Your goal: For the data that follows, report how many lines include the string "remaining", and write the number alone.

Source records
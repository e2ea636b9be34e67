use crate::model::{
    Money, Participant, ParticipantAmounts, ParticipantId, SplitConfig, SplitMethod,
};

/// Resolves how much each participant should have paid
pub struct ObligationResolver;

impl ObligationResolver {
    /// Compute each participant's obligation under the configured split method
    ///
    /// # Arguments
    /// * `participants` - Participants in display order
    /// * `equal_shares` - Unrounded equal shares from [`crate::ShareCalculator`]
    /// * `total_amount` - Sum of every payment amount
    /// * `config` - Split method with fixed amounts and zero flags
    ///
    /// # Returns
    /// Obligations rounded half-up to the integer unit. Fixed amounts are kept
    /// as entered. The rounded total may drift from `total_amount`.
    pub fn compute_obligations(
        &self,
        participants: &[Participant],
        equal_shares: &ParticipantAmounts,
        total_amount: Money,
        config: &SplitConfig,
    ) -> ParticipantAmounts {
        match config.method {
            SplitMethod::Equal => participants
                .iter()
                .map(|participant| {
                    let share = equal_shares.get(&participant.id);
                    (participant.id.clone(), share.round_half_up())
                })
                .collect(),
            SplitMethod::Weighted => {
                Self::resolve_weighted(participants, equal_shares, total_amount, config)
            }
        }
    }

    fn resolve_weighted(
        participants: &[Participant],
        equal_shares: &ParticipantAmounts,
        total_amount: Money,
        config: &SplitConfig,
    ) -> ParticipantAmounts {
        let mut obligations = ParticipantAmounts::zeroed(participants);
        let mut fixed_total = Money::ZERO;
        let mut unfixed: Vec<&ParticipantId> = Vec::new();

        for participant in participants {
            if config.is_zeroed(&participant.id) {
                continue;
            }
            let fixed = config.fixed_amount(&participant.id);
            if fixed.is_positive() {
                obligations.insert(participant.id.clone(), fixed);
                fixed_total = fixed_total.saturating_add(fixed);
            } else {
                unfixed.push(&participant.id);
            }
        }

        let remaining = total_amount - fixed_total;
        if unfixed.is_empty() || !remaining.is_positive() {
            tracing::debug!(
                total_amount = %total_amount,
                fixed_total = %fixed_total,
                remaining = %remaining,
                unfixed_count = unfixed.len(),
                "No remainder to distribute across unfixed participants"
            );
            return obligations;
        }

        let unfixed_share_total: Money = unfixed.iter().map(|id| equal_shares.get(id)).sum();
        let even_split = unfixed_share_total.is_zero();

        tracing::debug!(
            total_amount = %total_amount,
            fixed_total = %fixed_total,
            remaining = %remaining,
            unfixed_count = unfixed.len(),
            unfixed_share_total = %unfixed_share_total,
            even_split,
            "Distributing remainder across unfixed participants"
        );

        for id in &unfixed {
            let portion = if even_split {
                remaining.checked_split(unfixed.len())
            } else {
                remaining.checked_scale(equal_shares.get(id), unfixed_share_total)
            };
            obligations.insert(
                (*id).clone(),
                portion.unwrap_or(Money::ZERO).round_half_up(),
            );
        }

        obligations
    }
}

Response to the exercise: 6